L’acciaieria di Taranto e il groviglio tra diritto alla salute e diritto al lavoro si sta dimostrando l’ennesimo capitolo della sfida lanciata dalla magistratura alla politica nell’ultimo ventennio, apertosi con la stagione di Mani pulite e segnato dalla «berlusconeide» giudiziaria.
In ossequio a un rispetto formalistico della legge, le toghe di Taranto stanno chiudendo uno stabilimento che dà lavoro – diretto e nell’indotto – a 20mila persone: significa togliere l’ossigeno a una città e danneggiare l’intero Paese. La tutela della salute e dell’ambiente è un bene, ma occorre perseguirlo nel modo più adeguato, cioè tenendo conto di tutti i fattori in gioco: spegnere un altoforno è un danno irreparabile, mentre – se esiste la volontà di farlo – si possono trovare soluzioni ragionevoli e graduali per mettere in sicurezza gli impianti senza comprometterne il futuro.

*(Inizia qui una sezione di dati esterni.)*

//! Archive extraction and zip compression.

use std::fs::{self, File, OpenOptions};
use std::io::{self, BufReader, BufWriter, Read, Seek, Write};
use std::path::{Path, PathBuf};

use filedeck_core::{EngineError, Result};
use zip::write::SimpleFileOptions;
use zip::{CompressionMethod, ZipArchive, ZipWriter};

/// Supported archive formats, detected from the file name.
#[derive(Debug, Clone, Copy, PartialEq, Eq)]
pub enum ArchiveFormat {
    Zip,
    Tar,
    TarGz,
    TarXz,
    TarBz2,
    Gz,
    Xz,
    Bz2,
}

/// Longest suffixes first so `.tar.gz` wins over `.gz`.
const SUFFIXES: &[(&str, ArchiveFormat)] = &[
    (".tar.gz", ArchiveFormat::TarGz),
    (".tar.xz", ArchiveFormat::TarXz),
    (".tar.bz2", ArchiveFormat::TarBz2),
    (".tbz2", ArchiveFormat::TarBz2),
    (".tgz", ArchiveFormat::TarGz),
    (".txz", ArchiveFormat::TarXz),
    (".tbz", ArchiveFormat::TarBz2),
    (".tar", ArchiveFormat::Tar),
    (".zip", ArchiveFormat::Zip),
    (".bz2", ArchiveFormat::Bz2),
    (".gz", ArchiveFormat::Gz),
    (".xz", ArchiveFormat::Xz),
];

impl ArchiveFormat {
    /// Detect the format and the length of the matched suffix.
    fn detect(path: &Path) -> Option<(Self, usize)> {
        let name = path.file_name()?.to_string_lossy().to_lowercase();
        SUFFIXES
            .iter()
            .find(|(suffix, _)| name.len() > suffix.len() && name.ends_with(suffix))
            .map(|(suffix, format)| (*format, suffix.len()))
    }

    pub fn from_path(path: &Path) -> Option<Self> {
        Self::detect(path).map(|(format, _)| format)
    }
}

/// Name `archive` without its archive suffix: `a.tar.gz` → `a`.
///
/// Unrecognised names lose only their last extension.
pub fn strip_archive_suffix(archive: &Path) -> String {
    let name = archive
        .file_name()
        .map(|n| n.to_string_lossy().into_owned())
        .unwrap_or_default();
    match ArchiveFormat::detect(archive) {
        Some((_, len)) => name[..name.len() - len].to_string(),
        None => archive
            .file_stem()
            .map(|s| s.to_string_lossy().into_owned())
            .unwrap_or(name),
    }
}

/// Directory `archive` extracts into by default (before collision checks).
pub fn extraction_dir(archive: &Path) -> PathBuf {
    archive.with_file_name(strip_archive_suffix(archive))
}

/// Number of entries in a zip archive.
pub fn zip_entry_count(path: &Path) -> Result<usize> {
    let file = File::open(path).map_err(|e| EngineError::io(path, e))?;
    let archive = ZipArchive::new(BufReader::new(file)).map_err(|e| EngineError::archive(path, e))?;
    Ok(archive.len())
}

/// Extract `source` into `dest`, dispatching on the file extension.
///
/// The first failing entry aborts the extraction; entries already written
/// stay in place. `on_entry` runs once per extracted entry.
pub fn extract(source: &Path, dest: &Path, on_entry: &mut dyn FnMut(&Path)) -> Result<()> {
    let format = ArchiveFormat::from_path(source).ok_or_else(|| EngineError::UnsupportedArchive {
        path: source.to_path_buf(),
    })?;
    fs::create_dir_all(dest).map_err(|e| EngineError::io(dest, e))?;

    let open = || {
        File::open(source)
            .map(BufReader::new)
            .map_err(|e| EngineError::io(source, e))
    };
    match format {
        ArchiveFormat::Zip => extract_zip(source, dest, on_entry),
        ArchiveFormat::Tar => unpack_tar(open()?, source, dest, on_entry),
        ArchiveFormat::TarGz => unpack_tar(flate2::read::GzDecoder::new(open()?), source, dest, on_entry),
        ArchiveFormat::TarXz => unpack_tar(xz2::read::XzDecoder::new(open()?), source, dest, on_entry),
        ArchiveFormat::TarBz2 => unpack_tar(bzip2::read::BzDecoder::new(open()?), source, dest, on_entry),
        ArchiveFormat::Gz => decompress(flate2::read::GzDecoder::new(open()?), source, dest, on_entry),
        ArchiveFormat::Xz => decompress(xz2::read::XzDecoder::new(open()?), source, dest, on_entry),
        ArchiveFormat::Bz2 => decompress(bzip2::read::BzDecoder::new(open()?), source, dest, on_entry),
    }
}

fn extract_zip(source: &Path, dest: &Path, on_entry: &mut dyn FnMut(&Path)) -> Result<()> {
    let file = File::open(source).map_err(|e| EngineError::io(source, e))?;
    let mut archive =
        ZipArchive::new(BufReader::new(file)).map_err(|e| EngineError::archive(source, e))?;

    for i in 0..archive.len() {
        let mut entry = archive.by_index(i).map_err(|e| EngineError::archive(source, e))?;
        let Some(relative) = entry.enclosed_name() else {
            return Err(EngineError::archive(
                source,
                format!("entry '{}' escapes the destination", entry.name()),
            ));
        };
        let out = dest.join(relative);

        if entry.is_dir() {
            fs::create_dir_all(&out).map_err(|e| EngineError::io(&out, e))?;
        } else {
            if let Some(parent) = out.parent() {
                fs::create_dir_all(parent).map_err(|e| EngineError::io(parent, e))?;
            }
            let mut writer = File::create(&out).map_err(|e| EngineError::io(&out, e))?;
            io::copy(&mut entry, &mut writer).map_err(|e| EngineError::archive(source, e))?;

            #[cfg(unix)]
            if let Some(mode) = entry.unix_mode() {
                use std::os::unix::fs::PermissionsExt;
                if let Err(e) = fs::set_permissions(&out, fs::Permissions::from_mode(mode)) {
                    tracing::warn!(target: "filedeck::ops", path = %out.display(), error = %e, "failed to restore permissions");
                }
            }
        }
        on_entry(&out);
    }

    Ok(())
}

fn unpack_tar<R: Read>(
    reader: R,
    source: &Path,
    dest: &Path,
    on_entry: &mut dyn FnMut(&Path),
) -> Result<()> {
    let mut archive = tar::Archive::new(reader);
    let entries = archive.entries().map_err(|e| EngineError::archive(source, e))?;

    for entry in entries {
        let mut entry = entry.map_err(|e| EngineError::archive(source, e))?;
        let relative = entry
            .path()
            .map_err(|e| EngineError::archive(source, e))?
            .into_owned();
        let unpacked = entry
            .unpack_in(dest)
            .map_err(|e| EngineError::archive(source, e))?;
        if !unpacked {
            return Err(EngineError::archive(
                source,
                format!("entry '{}' escapes the destination", relative.display()),
            ));
        }
        on_entry(&dest.join(relative));
    }

    Ok(())
}

fn decompress<R: Read>(
    mut reader: R,
    source: &Path,
    dest: &Path,
    on_entry: &mut dyn FnMut(&Path),
) -> Result<()> {
    let out = dest.join(strip_archive_suffix(source));
    let mut writer = File::create(&out).map_err(|e| EngineError::io(&out, e))?;
    io::copy(&mut reader, &mut writer).map_err(|e| EngineError::archive(source, e))?;
    on_entry(&out);
    Ok(())
}

/// Write `source` (recursively, if a directory) into a new zip at `dest`.
///
/// `dest` must not exist. On failure the partial archive is removed.
pub fn compress(source: &Path, dest: &Path, on_file: &mut dyn FnMut(&Path)) -> Result<()> {
    fs::symlink_metadata(source).map_err(|e| EngineError::io(source, e))?;
    let base = PathBuf::from(source.file_name().ok_or_else(|| {
        EngineError::archive(source, "source has no file name")
    })?);

    let file = OpenOptions::new()
        .write(true)
        .create_new(true)
        .open(dest)
        .map_err(|e| EngineError::io(dest, e))?;
    let mut writer = ZipWriter::new(BufWriter::new(file));

    let result = add_to_zip(&mut writer, source, &base, dest, on_file).and_then(|()| {
        writer
            .finish()
            .map(|_| ())
            .map_err(|e| EngineError::archive(dest, e))
    });

    if result.is_err() {
        if let Err(e) = fs::remove_file(dest) {
            tracing::warn!(target: "filedeck::ops", path = %dest.display(), error = %e, "failed to remove partial archive");
        }
    }
    result
}

fn add_to_zip<W: Write + Seek>(
    writer: &mut ZipWriter<W>,
    path: &Path,
    name: &Path,
    archive: &Path,
    on_file: &mut dyn FnMut(&Path),
) -> Result<()> {
    let metadata = fs::symlink_metadata(path).map_err(|e| EngineError::io(path, e))?;
    let options = SimpleFileOptions::default().compression_method(CompressionMethod::Deflated);
    #[cfg(unix)]
    let options = {
        use std::os::unix::fs::PermissionsExt;
        options.unix_permissions(metadata.permissions().mode())
    };
    let entry_name = zip_entry_name(name);

    if metadata.is_dir() {
        writer
            .add_directory(format!("{entry_name}/"), options)
            .map_err(|e| EngineError::archive(archive, e))?;

        let mut children = fs::read_dir(path)
            .map_err(|e| EngineError::io(path, e))?
            .collect::<std::result::Result<Vec<_>, _>>()
            .map_err(|e| EngineError::io(path, e))?;
        children.sort_by_key(|e| e.file_name());

        for child in children {
            add_to_zip(writer, &child.path(), &name.join(child.file_name()), archive, on_file)?;
        }
        return Ok(());
    }

    writer
        .start_file(entry_name, options)
        .map_err(|e| EngineError::archive(archive, e))?;
    let mut file = File::open(path).map_err(|e| EngineError::io(path, e))?;
    io::copy(&mut file, writer).map_err(|e| EngineError::io(path, e))?;
    on_file(path);
    Ok(())
}

/// Zip entry names always use forward slashes.
fn zip_entry_name(name: &Path) -> String {
    name.components()
        .map(|c| c.as_os_str().to_string_lossy())
        .collect::<Vec<_>>()
        .join("/")
}

#[cfg(test)]
mod tests {
    use super::*;
    use tempfile::TempDir;

    #[test]
    fn test_format_detection() {
        assert_eq!(ArchiveFormat::from_path(Path::new("a.zip")), Some(ArchiveFormat::Zip));
        assert_eq!(ArchiveFormat::from_path(Path::new("a.TAR.GZ")), Some(ArchiveFormat::TarGz));
        assert_eq!(ArchiveFormat::from_path(Path::new("a.tgz")), Some(ArchiveFormat::TarGz));
        assert_eq!(ArchiveFormat::from_path(Path::new("a.log.gz")), Some(ArchiveFormat::Gz));
        assert_eq!(ArchiveFormat::from_path(Path::new("a.txt")), None);
        assert_eq!(ArchiveFormat::from_path(Path::new(".zip")), None);
    }

    #[test]
    fn test_strip_archive_suffix() {
        assert_eq!(strip_archive_suffix(Path::new("/x/photos.tar.gz")), "photos");
        assert_eq!(strip_archive_suffix(Path::new("/x/photos.zip")), "photos");
        assert_eq!(strip_archive_suffix(Path::new("/x/notes.txt")), "notes");
        assert_eq!(extraction_dir(Path::new("/x/a.tar.xz")), PathBuf::from("/x/a"));
    }

    #[test]
    fn test_compress_then_extract_zip() {
        let dir = TempDir::new().unwrap();
        let src = dir.path().join("docs");
        fs::create_dir_all(src.join("inner")).unwrap();
        fs::write(src.join("a.txt"), "alpha").unwrap();
        fs::write(src.join("inner/b.txt"), "beta").unwrap();

        let zip_path = dir.path().join("docs.zip");
        let mut files = 0;
        compress(&src, &zip_path, &mut |_| files += 1).unwrap();
        assert_eq!(files, 2);
        assert_eq!(zip_entry_count(&zip_path).unwrap(), 4);

        let out = dir.path().join("out");
        let mut entries = 0;
        extract(&zip_path, &out, &mut |_| entries += 1).unwrap();
        assert_eq!(entries, 4);
        assert_eq!(fs::read_to_string(out.join("docs/inner/b.txt")).unwrap(), "beta");
    }

    #[test]
    fn test_compress_refuses_existing_destination() {
        let dir = TempDir::new().unwrap();
        let src = dir.path().join("a.txt");
        fs::write(&src, "a").unwrap();
        let zip_path = dir.path().join("a.zip");
        fs::write(&zip_path, "occupied").unwrap();

        assert!(compress(&src, &zip_path, &mut |_| {}).is_err());
        assert_eq!(fs::read_to_string(&zip_path).unwrap(), "occupied");
    }

    #[test]
    fn test_zip_entry_escaping_destination_is_rejected() {
        let dir = TempDir::new().unwrap();
        let zip_path = dir.path().join("evil.zip");
        {
            let mut writer = ZipWriter::new(File::create(&zip_path).unwrap());
            writer
                .start_file("ok.txt", SimpleFileOptions::default())
                .unwrap();
            writer.write_all(b"fine").unwrap();
            writer
                .start_file("../escape.txt", SimpleFileOptions::default())
                .unwrap();
            writer.write_all(b"bad").unwrap();
            writer.finish().unwrap();
        }

        let out = dir.path().join("out");
        let err = extract(&zip_path, &out, &mut |_| {}).unwrap_err();
        assert!(matches!(err, EngineError::Archive { .. }));
        assert!(out.join("ok.txt").exists());
        assert!(!dir.path().join("escape.txt").exists());
    }

    #[test]
    fn test_extract_tar_gz() {
        let dir = TempDir::new().unwrap();
        let payload = dir.path().join("payload.txt");
        fs::write(&payload, "tarred").unwrap();

        let archive_path = dir.path().join("bundle.tar.gz");
        {
            let encoder = flate2::write::GzEncoder::new(
                File::create(&archive_path).unwrap(),
                flate2::Compression::default(),
            );
            let mut builder = tar::Builder::new(encoder);
            builder.append_path_with_name(&payload, "bundle/payload.txt").unwrap();
            builder.into_inner().unwrap().finish().unwrap();
        }

        let out = dir.path().join("bundle");
        extract(&archive_path, &out, &mut |_| {}).unwrap();
        assert_eq!(fs::read_to_string(out.join("bundle/payload.txt")).unwrap(), "tarred");
    }

    #[test]
    fn test_extract_single_gz() {
        let dir = TempDir::new().unwrap();
        let archive_path = dir.path().join("server.log.gz");
        {
            let mut encoder = flate2::write::GzEncoder::new(
                File::create(&archive_path).unwrap(),
                flate2::Compression::default(),
            );
            encoder.write_all(b"line one\n").unwrap();
            encoder.finish().unwrap();
        }

        let out = dir.path().join("server.log");
        extract(&archive_path, &out, &mut |_| {}).unwrap();
        assert_eq!(fs::read_to_string(out.join("server.log")).unwrap(), "line one\n");
    }

    #[test]
    fn test_unsupported_format() {
        let dir = TempDir::new().unwrap();
        let file = dir.path().join("plain.txt");
        fs::write(&file, "x").unwrap();
        assert!(matches!(
            extract(&file, &dir.path().join("out"), &mut |_| {}),
            Err(EngineError::UnsupportedArchive { .. })
        ));
    }
}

La magistratura non vuole sentire ragione. Così è scesa in campo la politica: i leader della maggioranza sono compatti (non dimentichiamo che il presidente Ilva, l’ex prefetto Bruno Ferrante, fu candidato del centrosinistra a sindaco di Milano), il governo ha annunciato ricorsi alla Consulta, il ministero valuterà la legittimità dei provvedimenti. C’è anche l’appoggio dei sindacati.
Per vent’anni una gran parte della politica si è trincerata dietro la magistratura per nascondere la propria incapacità e, soprattutto, per eliminare il grande nemico Silvio Berlusconi. Il quale è stato lasciato solo nel denunciare lo strapotere delle toghe, e questa sua battaglia è stata raccontata come difesa del proprio interesse. Ora lo scenario politico è mutato, ma la magistratura non ha allentato la morsa: indagini su nuovi ministri e sottosegretari, intercettazioni sul capo dello stato, infine la sfida dell’Ilva.
Improvvisamente Bersani, la Camusso, Vendola, Napolitano, Casini, i tecnici al governo, i poteri forti che li spalleggiano, scoprono che è stato un errore consegnare ai giudici le chiavi del Paese. E reagiscono: giustamente, ma un po’ ipocritamente.
Spero che questo risveglio non sia tardivo. La politica assomiglia molto all’altoforno di Taranto: una volta spento, è impresa titanica (e costosissima) riaccenderlo. Difficilissimo sarà riprendere lo spazio colpevolmente ceduto alle procure in nome di interessi di bottega antiberlusconiani: sì, interessi, e qui nessuno ne evoca i «conflitti».